Atherosclerosis associated diseases is the one of the main cause of death in developed countries. Now it is well known that the formation of the atherosclerotic plaque is an inflammatory process in which are involved both cellular and extracellular components. T-cells are one of the main cellular conductor of this process [1]. The study of the pathology of atherosclerotic plaque are complicated by lack of adequate model of monitoring T-cells ex vivo in dynamic. We developed method to cultivating plaques in vitro.

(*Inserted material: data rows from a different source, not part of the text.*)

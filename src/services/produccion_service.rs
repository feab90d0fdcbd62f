// src/services/produccion_service.rs

use rust_decimal::Decimal;

use crate::{
    common::error::AppError,
    db::ProduccionRepository,
    models::{
        filtros::{Comparativa, RangoComparativo, RangoFechas},
        produccion::{MovimientoProduccion, ProduccionBolsones},
    },
};

// Orígenes que cuentan como producción propia.
pub const SECADERO_INTERNO: &str = "SECADERO INTERNO";
pub const PLANTA_PROPIA: &str = "PROPIO";

#[derive(Clone)]
pub struct ProduccionService {
    repo: ProduccionRepository,
}

impl ProduccionService {
    pub fn new(repo: ProduccionRepository) -> Self {
        Self { repo }
    }

    /// Producción de bolsones en la ventana, partida en interno/externo,
    /// con la comparativa calculada de verdad sobre la ventana anterior.
    pub async fn bolsones(
        &self,
        rangos: &RangoComparativo,
        planta: Option<&str>,
        tipos: Option<&[String]>,
        origen: Option<&str>,
    ) -> Result<Comparativa<ProduccionBolsones>, AppError> {
        let actual = self.sumar_bolsones(&rangos.actual, planta, tipos, origen);
        let anterior = self.sumar_bolsones(&rangos.anterior, planta, tipos, origen);

        let (total_actual, total_anterior) = (actual.total, anterior.total);
        Ok(Comparativa::nueva(
            actual,
            anterior,
            total_actual,
            total_anterior,
        ))
    }

    fn sumar_bolsones(
        &self,
        rango: &RangoFechas,
        planta: Option<&str>,
        tipos: Option<&[String]>,
        origen: Option<&str>,
    ) -> ProduccionBolsones {
        let movimientos = self.repo.altas_de_bolsones(rango, planta, tipos, origen);

        let (interno, externo) = movimientos
            .iter()
            .fold((Decimal::ZERO, Decimal::ZERO), |(interno, externo), m| {
                if es_interno(m) {
                    (interno + m.peso, externo)
                } else {
                    (interno, externo + m.peso)
                }
            });

        ProduccionBolsones {
            interno,
            externo,
            total: interno + externo,
        }
    }
}

/// Un alta es interna si viene del secadero propio o de la planta propia;
/// todo lo demás es producción de terceros. La partición es exhaustiva, así
/// que interno + externo siempre da el total.
fn es_interno(movimiento: &MovimientoProduccion) -> bool {
    movimiento.origen == SECADERO_INTERNO || movimiento.planta == PLANTA_PROPIA
}

#[cfg(test)]
mod tests {
    use super::*;
    use std::sync::Arc;

    use chrono::NaiveDate;

    use crate::models::filtros::Periodo;
    use crate::models::produccion::{Movimiento, Objeto};
    use crate::services::fechas::resolver_rango;

    fn alta(
        id: i64,
        origen: &str,
        tipo: &str,
        peso: i64,
        dia: u32,
        planta: &str,
    ) -> MovimientoProduccion {
        movimiento(id, Movimiento::Alta, origen, tipo, peso, dia, Objeto::Bolsones, planta)
    }

    fn movimiento(
        id: i64,
        mov: Movimiento,
        origen: &str,
        tipo: &str,
        peso: i64,
        dia: u32,
        objeto: Objeto,
        planta: &str,
    ) -> MovimientoProduccion {
        MovimientoProduccion {
            id,
            movimiento: mov,
            origen: origen.to_string(),
            destino: "TIPIFICADO".to_string(),
            tipo: tipo.to_string(),
            peso: Decimal::from(peso),
            fecha: NaiveDate::from_ymd_opt(2025, 8, dia)
                .unwrap()
                .and_hms_opt(9, 0, 0)
                .unwrap(),
            objeto,
            planta: planta.to_string(),
            id_prod: None,
            lote: None,
        }
    }

    fn servicio(movimientos: Vec<MovimientoProduccion>) -> ProduccionService {
        ProduccionService::new(ProduccionRepository::new(Arc::new(movimientos)))
    }

    fn rangos_de_hoy() -> crate::models::filtros::RangoComparativo {
        let referencia = NaiveDate::from_ymd_opt(2025, 8, 7)
            .unwrap()
            .and_hms_opt(12, 0, 0)
            .unwrap();
        resolver_rango(Periodo::Hoy, referencia)
    }

    #[tokio::test]
    async fn interno_mas_externo_siempre_da_el_total() {
        let servicio = servicio(vec![
            alta(1, SECADERO_INTERNO, "CANCHADA", 800, 7, "GUARANI"),
            alta(2, "SECADERO RUIZ", "CANCHADA", 500, 7, "GUARANI"),
            alta(3, "ACOPIO NORTE", "CANCHADA", 300, 7, "PROPIO"),
        ]);

        let datos = servicio.bolsones(&rangos_de_hoy(), None, None, None).await.unwrap();

        // El alta 3 es interna por STORE=PROPIO aunque el origen sea externo.
        assert_eq!(datos.actual.interno, Decimal::from(1100));
        assert_eq!(datos.actual.externo, Decimal::from(500));
        assert_eq!(datos.actual.total, datos.actual.interno + datos.actual.externo);
    }

    #[tokio::test]
    async fn solo_cuentan_altas_de_bolsones() {
        let servicio = servicio(vec![
            alta(1, SECADERO_INTERNO, "CANCHADA", 800, 7, "GUARANI"),
            movimiento(2, Movimiento::Baja, SECADERO_INTERNO, "CANCHADA", 400, 7, Objeto::Bolsones, "GUARANI"),
            movimiento(3, Movimiento::Alta, SECADERO_INTERNO, "CANCHADA", 900, 7, Objeto::Silo, "GUARANI"),
        ]);

        let datos = servicio.bolsones(&rangos_de_hoy(), None, None, None).await.unwrap();

        assert_eq!(datos.actual.total, Decimal::from(800));
    }

    #[tokio::test]
    async fn filtra_por_planta_tipos_y_origen() {
        let servicio = servicio(vec![
            alta(1, SECADERO_INTERNO, "CANCHADA", 800, 7, "GUARANI"),
            alta(2, SECADERO_INTERNO, "DESPALILLADA", 650, 7, "GUARANI"),
            alta(3, SECADERO_INTERNO, "CANCHADA", 500, 7, "PANAMBI"),
            alta(4, "SECADERO RUIZ", "CANCHADA", 300, 7, "GUARANI"),
        ]);
        let tipos = vec!["CANCHADA".to_string()];

        let datos = servicio
            .bolsones(&rangos_de_hoy(), Some("GUARANI"), Some(&tipos), Some(SECADERO_INTERNO))
            .await
            .unwrap();

        assert_eq!(datos.actual.total, Decimal::from(800));
    }

    #[tokio::test]
    async fn la_comparativa_usa_la_ventana_anterior_de_verdad() {
        let servicio = servicio(vec![
            alta(1, SECADERO_INTERNO, "CANCHADA", 1000, 7, "GUARANI"),
            // ayer
            alta(2, SECADERO_INTERNO, "CANCHADA", 800, 6, "GUARANI"),
        ]);

        let datos = servicio.bolsones(&rangos_de_hoy(), None, None, None).await.unwrap();

        assert_eq!(datos.actual.total, Decimal::from(1000));
        assert_eq!(datos.anterior.total, Decimal::from(800));
        assert_eq!(datos.variacion, Decimal::from(200));
        assert_eq!(datos.variacion_pct, Decimal::from(25));
    }

    #[tokio::test]
    async fn sin_registros_devuelve_ceros_y_pct_cero() {
        let servicio = servicio(vec![]);

        let datos = servicio.bolsones(&rangos_de_hoy(), None, None, None).await.unwrap();

        assert_eq!(datos.actual.total, Decimal::ZERO);
        assert_eq!(datos.anterior.total, Decimal::ZERO);
        assert_eq!(datos.variacion, Decimal::ZERO);
        assert_eq!(datos.variacion_pct, Decimal::ZERO);
    }

    #[tokio::test]
    async fn filtrar_dos_veces_da_lo_mismo_que_una() {
        let repo = ProduccionRepository::new(Arc::new(vec![
            alta(1, SECADERO_INTERNO, "CANCHADA", 800, 7, "GUARANI"),
            alta(2, "SECADERO RUIZ", "CANCHADA", 500, 6, "PANAMBI"),
        ]));
        let rangos = rangos_de_hoy();

        let una_vez = repo.altas_de_bolsones(&rangos.actual, Some("GUARANI"), None, None);
        let dos_veces = ProduccionRepository::new(Arc::new(una_vez.clone()))
            .altas_de_bolsones(&rangos.actual, Some("GUARANI"), None, None);

        assert_eq!(una_vez, dos_veces);
    }
}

Another crucial component are extracellular – cytokines and extracellular vesicles (EVs) [2] [3]. Many cell types release EVs into the blood stream, and these EVs may carry proteins characteristic of the cells that released them. Bulk analysis has shown that blood EVs carry tetraspanin CD63, which is expressed by cells of many types and is involved in the EV formation process [4]. Also, it has been reported that two molecules are common to blood EVs: CD41a, a platelet glycoprotein IIb/IIIa that is characteristic of platelets, and CD31, a cell adhesion molecule expressed by endothelia and less abundantly by other cell types.

By incorporating cellular proteins into their membranes, EVs may reflect not only the types of the cells from which they were released but also the physiological state of these cells [5]. Accordingly, EV composition may change in different pathologies, in particular in acute forms of coronary artery disease. The composition of EVs in the blood of patients with acute coronary syndromes (ACS) differs significantly from that found in healthy controls. For study EVs in blood of patient with ACS we developed flow cytometry – based  method of phenotyping  and enumeration of these particles.

MATERIAL AND METHODS

Blood collection

Peripheral blood was collected by intravenous withdrawal in vacuum tubes with sodium citrate as anticoagulant. Platelet poor plasma (PPP) was prepared within less than 1 h after blood collection by centrifugation at 3,000 g for 15 min. Then, plasma was aliquoted by 600 μl and frozen at -80⁰C. 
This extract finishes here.